GIVEN DATA:
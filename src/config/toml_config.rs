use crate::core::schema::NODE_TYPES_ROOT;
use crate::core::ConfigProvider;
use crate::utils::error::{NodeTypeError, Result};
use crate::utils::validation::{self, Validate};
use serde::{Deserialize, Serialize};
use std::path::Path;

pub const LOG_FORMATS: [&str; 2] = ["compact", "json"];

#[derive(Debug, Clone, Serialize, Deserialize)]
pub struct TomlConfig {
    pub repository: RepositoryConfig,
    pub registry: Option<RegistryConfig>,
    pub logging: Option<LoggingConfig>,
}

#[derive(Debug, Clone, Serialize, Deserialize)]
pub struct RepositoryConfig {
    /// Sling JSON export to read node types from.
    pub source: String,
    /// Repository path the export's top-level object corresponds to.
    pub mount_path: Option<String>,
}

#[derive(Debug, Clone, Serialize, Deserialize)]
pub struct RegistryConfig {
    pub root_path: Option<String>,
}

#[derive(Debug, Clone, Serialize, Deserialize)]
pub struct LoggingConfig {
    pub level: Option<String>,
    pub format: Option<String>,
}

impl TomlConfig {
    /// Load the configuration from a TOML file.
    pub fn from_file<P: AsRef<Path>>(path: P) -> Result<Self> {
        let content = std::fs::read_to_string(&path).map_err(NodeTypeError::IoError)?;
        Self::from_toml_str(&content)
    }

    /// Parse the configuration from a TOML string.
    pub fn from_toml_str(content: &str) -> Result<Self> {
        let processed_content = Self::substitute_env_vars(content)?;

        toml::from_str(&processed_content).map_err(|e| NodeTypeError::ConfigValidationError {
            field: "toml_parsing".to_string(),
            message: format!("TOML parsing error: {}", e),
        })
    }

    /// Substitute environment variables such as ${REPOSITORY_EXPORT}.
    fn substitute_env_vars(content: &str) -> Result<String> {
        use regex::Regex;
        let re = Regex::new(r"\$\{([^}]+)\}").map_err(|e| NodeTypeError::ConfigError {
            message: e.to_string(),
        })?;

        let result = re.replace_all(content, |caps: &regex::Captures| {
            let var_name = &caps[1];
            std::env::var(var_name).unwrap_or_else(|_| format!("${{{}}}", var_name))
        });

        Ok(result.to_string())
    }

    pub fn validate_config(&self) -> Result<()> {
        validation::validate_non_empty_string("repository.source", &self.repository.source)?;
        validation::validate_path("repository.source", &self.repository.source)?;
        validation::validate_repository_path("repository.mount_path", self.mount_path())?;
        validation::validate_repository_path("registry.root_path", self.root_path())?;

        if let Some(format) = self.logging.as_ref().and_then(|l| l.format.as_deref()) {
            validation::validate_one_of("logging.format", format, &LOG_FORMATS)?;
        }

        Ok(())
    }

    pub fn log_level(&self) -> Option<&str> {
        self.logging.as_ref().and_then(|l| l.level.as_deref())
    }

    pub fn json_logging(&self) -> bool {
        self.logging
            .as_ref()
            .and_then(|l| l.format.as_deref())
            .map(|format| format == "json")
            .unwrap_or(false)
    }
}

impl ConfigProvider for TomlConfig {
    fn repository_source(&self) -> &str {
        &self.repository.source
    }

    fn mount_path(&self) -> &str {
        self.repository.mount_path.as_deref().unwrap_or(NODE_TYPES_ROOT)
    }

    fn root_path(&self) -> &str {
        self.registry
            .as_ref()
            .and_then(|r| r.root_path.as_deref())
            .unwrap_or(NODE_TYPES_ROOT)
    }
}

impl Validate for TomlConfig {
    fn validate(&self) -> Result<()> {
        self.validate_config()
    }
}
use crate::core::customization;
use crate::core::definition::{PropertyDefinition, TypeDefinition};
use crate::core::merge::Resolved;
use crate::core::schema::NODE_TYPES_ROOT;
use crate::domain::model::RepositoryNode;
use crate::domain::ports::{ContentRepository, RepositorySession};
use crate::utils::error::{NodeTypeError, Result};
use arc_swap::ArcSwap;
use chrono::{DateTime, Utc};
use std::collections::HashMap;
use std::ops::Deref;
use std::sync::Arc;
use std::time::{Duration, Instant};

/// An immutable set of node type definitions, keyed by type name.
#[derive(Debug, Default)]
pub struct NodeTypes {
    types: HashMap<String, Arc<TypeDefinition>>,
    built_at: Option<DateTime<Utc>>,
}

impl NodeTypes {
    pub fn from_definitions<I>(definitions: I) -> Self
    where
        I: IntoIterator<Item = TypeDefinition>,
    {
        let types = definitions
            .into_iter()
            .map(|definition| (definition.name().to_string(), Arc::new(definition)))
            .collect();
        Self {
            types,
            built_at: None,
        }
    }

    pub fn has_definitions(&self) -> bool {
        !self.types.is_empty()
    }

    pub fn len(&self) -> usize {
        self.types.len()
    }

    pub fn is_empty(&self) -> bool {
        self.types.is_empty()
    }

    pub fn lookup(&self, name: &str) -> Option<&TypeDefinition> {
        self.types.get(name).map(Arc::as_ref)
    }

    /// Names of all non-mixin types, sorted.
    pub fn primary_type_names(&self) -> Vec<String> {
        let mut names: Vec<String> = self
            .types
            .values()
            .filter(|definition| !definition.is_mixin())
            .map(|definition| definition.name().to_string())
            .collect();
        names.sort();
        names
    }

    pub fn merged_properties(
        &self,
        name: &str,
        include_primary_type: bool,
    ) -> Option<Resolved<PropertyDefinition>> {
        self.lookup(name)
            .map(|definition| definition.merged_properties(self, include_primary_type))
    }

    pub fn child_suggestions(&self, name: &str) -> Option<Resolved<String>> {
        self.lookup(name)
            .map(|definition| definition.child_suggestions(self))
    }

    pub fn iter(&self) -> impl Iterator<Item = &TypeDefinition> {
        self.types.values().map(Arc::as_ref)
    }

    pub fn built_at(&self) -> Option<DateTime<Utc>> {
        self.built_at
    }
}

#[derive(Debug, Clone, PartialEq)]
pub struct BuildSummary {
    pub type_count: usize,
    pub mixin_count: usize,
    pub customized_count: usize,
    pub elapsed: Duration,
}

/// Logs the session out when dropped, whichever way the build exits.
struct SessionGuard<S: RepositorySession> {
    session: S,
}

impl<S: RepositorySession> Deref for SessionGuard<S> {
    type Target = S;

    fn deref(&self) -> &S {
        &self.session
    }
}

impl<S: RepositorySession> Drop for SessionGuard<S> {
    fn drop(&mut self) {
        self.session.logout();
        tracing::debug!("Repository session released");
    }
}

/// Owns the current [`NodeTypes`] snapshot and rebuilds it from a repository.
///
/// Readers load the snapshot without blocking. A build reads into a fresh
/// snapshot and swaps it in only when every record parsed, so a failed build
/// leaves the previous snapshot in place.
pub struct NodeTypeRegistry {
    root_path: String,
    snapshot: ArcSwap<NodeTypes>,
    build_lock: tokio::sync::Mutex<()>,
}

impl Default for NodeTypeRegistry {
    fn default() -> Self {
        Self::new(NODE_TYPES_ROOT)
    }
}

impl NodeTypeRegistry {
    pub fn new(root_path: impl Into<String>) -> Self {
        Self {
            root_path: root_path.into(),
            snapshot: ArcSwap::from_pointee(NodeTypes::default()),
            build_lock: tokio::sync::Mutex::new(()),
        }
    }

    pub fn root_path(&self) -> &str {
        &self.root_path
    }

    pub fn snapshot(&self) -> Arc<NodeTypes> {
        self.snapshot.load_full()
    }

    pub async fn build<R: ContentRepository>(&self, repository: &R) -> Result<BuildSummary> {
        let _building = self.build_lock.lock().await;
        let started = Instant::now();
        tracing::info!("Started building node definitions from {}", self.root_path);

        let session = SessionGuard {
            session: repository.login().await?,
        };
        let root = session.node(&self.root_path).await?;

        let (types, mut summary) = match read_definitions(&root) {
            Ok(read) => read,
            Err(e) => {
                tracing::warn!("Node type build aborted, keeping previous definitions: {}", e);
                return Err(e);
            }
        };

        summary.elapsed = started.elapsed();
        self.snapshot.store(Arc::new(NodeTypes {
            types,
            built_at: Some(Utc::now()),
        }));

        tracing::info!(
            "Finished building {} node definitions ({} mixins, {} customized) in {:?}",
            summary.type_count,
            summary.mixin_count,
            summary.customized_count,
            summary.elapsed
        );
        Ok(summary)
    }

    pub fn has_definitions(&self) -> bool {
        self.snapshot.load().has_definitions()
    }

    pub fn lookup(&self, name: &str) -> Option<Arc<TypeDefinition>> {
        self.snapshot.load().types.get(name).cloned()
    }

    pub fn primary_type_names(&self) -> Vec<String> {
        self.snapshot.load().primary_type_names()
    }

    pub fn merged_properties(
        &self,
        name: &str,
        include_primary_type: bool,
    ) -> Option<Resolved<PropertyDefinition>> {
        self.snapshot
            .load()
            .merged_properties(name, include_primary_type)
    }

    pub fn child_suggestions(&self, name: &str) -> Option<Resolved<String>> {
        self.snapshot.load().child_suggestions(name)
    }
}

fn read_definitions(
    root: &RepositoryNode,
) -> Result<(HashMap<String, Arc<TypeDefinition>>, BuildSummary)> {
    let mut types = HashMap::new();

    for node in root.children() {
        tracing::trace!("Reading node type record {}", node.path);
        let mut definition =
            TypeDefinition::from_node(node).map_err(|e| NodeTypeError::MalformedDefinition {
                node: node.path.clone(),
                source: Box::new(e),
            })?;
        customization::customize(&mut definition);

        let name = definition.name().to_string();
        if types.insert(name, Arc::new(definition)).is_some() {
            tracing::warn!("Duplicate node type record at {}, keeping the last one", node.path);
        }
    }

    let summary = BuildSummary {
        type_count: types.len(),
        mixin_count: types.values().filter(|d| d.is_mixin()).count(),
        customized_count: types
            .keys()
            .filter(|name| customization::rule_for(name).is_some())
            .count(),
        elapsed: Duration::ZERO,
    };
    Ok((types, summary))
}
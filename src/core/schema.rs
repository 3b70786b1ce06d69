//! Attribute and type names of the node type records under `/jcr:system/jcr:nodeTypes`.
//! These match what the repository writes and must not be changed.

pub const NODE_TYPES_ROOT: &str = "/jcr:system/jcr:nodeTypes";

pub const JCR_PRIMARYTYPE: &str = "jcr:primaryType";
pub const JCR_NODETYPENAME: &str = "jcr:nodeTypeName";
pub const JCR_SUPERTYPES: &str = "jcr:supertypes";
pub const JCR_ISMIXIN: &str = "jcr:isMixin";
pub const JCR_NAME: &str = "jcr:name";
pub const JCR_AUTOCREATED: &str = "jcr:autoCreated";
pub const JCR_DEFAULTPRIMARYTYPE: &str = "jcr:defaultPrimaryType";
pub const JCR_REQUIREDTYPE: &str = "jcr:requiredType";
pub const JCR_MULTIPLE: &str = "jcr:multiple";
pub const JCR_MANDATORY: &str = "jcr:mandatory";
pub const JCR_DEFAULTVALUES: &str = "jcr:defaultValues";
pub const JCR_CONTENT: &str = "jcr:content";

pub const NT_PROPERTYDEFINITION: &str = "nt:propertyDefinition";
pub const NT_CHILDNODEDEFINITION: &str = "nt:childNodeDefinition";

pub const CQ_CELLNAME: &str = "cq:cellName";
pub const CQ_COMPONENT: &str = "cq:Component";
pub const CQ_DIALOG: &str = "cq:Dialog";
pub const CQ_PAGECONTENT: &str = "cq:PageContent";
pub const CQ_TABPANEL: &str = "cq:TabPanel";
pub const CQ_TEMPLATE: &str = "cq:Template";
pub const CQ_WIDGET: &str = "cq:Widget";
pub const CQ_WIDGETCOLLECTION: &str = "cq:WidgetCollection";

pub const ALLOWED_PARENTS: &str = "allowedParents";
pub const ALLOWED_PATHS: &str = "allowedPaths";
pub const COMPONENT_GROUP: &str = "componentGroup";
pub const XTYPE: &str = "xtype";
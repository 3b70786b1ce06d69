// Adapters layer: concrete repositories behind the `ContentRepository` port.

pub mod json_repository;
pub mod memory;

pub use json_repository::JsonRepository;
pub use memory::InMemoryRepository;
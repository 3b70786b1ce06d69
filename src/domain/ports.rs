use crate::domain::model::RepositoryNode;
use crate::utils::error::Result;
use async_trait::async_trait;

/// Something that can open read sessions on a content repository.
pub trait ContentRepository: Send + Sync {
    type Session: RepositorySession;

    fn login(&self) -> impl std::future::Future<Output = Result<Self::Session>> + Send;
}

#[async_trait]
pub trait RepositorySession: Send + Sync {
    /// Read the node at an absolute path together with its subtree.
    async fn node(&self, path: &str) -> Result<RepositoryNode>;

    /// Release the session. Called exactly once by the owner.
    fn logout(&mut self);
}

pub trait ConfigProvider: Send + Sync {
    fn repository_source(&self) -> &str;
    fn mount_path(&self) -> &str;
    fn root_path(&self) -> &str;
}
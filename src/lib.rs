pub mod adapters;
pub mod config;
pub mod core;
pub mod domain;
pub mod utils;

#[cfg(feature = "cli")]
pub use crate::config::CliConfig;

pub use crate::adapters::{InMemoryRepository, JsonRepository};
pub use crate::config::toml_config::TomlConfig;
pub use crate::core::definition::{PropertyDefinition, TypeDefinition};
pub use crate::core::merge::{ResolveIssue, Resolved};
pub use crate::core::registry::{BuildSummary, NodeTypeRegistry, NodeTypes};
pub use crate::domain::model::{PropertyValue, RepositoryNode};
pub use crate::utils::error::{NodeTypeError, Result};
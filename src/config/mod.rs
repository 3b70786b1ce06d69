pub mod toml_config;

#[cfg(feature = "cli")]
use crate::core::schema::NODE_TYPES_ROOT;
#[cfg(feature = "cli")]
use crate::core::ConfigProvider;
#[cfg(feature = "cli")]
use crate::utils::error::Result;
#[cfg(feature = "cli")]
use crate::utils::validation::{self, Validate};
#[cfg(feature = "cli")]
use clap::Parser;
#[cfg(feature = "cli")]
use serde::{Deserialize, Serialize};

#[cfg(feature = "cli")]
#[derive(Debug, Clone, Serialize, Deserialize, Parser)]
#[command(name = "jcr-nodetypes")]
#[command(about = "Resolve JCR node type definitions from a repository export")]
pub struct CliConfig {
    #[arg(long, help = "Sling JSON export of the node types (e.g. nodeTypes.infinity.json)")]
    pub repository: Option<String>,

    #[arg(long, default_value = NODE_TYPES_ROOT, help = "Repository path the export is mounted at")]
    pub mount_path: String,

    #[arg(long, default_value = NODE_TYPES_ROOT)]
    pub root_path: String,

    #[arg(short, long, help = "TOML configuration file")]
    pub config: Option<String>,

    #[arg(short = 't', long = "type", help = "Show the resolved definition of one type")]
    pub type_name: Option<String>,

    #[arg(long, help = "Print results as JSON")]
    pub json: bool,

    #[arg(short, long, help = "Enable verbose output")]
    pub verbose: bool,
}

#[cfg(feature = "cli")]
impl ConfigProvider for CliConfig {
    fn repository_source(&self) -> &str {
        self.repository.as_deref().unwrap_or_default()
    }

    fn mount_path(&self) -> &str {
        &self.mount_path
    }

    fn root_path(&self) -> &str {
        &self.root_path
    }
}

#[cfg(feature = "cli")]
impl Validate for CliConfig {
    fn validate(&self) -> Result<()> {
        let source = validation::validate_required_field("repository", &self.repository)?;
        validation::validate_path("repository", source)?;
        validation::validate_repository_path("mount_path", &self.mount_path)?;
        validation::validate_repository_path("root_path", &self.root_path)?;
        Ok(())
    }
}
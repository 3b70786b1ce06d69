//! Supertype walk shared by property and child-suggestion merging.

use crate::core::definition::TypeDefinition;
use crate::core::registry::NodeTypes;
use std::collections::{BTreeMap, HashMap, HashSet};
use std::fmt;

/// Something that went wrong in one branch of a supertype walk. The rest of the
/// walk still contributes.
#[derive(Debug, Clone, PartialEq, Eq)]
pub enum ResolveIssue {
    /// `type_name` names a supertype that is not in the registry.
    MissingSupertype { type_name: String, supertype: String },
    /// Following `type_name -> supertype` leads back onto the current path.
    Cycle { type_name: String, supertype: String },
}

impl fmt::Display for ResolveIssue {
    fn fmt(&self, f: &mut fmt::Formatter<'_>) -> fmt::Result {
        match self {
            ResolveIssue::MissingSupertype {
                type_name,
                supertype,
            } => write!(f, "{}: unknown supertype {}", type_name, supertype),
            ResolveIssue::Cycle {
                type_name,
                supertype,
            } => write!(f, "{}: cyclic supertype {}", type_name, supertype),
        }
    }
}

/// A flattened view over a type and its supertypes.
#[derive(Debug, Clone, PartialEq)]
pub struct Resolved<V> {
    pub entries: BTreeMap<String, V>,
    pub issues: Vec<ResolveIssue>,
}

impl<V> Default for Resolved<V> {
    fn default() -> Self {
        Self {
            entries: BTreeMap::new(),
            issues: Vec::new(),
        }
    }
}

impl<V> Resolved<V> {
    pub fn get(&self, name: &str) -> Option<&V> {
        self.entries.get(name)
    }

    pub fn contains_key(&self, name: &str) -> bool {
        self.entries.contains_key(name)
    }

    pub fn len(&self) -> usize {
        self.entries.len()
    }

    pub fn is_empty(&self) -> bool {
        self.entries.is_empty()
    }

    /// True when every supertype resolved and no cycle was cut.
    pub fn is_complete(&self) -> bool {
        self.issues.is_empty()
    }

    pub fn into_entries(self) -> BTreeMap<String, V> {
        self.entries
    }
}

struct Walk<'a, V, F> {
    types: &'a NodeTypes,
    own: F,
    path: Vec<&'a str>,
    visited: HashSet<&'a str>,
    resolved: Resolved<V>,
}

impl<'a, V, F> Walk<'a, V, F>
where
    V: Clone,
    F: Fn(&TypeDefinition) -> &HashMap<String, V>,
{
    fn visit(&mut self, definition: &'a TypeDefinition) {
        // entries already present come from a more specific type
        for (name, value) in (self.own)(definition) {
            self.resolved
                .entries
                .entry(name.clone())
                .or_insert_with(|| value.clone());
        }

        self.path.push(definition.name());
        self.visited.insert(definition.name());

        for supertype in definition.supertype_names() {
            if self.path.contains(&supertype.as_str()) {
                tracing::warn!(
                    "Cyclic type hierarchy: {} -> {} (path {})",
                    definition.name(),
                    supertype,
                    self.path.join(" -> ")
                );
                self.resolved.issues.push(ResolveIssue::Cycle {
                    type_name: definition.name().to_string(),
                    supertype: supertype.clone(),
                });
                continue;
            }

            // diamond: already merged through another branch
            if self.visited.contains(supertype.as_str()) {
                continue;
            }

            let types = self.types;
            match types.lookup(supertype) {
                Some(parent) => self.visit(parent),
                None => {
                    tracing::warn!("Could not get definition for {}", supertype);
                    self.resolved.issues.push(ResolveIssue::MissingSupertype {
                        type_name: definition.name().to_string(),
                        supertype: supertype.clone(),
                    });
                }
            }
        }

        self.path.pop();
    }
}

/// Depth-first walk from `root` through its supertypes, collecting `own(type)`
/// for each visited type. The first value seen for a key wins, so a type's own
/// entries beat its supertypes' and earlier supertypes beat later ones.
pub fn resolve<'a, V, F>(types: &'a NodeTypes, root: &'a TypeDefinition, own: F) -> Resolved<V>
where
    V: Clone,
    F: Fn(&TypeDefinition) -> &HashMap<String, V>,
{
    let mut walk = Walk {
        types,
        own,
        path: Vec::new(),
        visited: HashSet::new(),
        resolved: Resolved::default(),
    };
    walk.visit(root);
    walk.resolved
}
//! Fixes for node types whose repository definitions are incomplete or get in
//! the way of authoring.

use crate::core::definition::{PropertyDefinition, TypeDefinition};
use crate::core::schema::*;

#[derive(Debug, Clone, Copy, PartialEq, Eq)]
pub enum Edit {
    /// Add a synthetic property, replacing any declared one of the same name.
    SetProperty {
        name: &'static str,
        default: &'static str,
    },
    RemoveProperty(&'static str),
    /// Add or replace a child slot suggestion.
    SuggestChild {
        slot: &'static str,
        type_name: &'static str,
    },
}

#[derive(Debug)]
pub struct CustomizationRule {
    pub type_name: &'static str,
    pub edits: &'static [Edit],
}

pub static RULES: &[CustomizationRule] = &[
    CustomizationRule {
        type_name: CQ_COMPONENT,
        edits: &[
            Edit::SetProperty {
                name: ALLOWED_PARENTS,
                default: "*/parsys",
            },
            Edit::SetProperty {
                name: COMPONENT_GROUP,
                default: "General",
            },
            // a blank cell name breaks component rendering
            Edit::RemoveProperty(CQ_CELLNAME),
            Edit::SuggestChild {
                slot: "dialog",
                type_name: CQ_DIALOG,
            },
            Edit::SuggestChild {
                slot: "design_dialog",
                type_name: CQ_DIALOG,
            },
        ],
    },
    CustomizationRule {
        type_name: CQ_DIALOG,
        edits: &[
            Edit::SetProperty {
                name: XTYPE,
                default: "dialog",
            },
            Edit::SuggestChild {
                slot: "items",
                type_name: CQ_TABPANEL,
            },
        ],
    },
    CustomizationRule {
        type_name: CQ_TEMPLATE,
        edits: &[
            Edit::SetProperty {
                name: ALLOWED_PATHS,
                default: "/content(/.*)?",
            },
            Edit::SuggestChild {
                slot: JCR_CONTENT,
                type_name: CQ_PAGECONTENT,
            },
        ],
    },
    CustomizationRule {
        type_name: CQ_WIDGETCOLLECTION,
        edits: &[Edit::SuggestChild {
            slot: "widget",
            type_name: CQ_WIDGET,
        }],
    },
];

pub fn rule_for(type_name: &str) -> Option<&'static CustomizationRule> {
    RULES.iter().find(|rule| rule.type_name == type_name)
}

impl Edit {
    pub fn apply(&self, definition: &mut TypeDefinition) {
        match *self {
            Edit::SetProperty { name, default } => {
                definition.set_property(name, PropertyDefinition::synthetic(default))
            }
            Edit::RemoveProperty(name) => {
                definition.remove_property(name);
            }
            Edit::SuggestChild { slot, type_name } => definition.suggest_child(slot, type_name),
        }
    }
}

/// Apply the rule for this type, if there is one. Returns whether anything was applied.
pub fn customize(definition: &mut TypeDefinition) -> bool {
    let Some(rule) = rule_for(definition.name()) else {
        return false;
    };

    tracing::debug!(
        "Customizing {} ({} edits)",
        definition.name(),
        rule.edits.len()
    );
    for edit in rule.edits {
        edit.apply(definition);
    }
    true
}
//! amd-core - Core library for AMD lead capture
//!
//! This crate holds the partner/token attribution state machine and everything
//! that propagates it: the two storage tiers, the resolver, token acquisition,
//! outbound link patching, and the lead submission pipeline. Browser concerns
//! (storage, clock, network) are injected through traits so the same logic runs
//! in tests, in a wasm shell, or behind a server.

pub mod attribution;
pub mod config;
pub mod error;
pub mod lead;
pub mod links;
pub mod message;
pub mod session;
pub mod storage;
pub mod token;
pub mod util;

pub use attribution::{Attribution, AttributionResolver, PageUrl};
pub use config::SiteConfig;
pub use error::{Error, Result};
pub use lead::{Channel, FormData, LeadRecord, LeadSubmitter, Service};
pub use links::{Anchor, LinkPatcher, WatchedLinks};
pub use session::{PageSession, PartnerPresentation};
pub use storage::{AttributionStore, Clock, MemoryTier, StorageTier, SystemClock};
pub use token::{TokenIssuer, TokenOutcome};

WORK ITEM:
Please give back, exactly as it stands above, the stretch from the line with "struct SessionGuard<S: RepositorySession>" through the line with "into a fresh", and no line outside it.

SOLUTION TO THIS EXERCISE:
struct SessionGuard<S: RepositorySession> {
    session: S,
}

impl<S: RepositorySession> Deref for SessionGuard<S> {
    type Target = S;

    fn deref(&self) -> &S {
        &self.session
    }
}

impl<S: RepositorySession> Drop for SessionGuard<S> {
    fn drop(&mut self) {
        self.session.logout();
        tracing::debug!("Repository session released");
    }
}

/// Owns the current [`NodeTypes`] snapshot and rebuilds it from a repository.
///
/// Readers load the snapshot without blocking. A build reads into a fresh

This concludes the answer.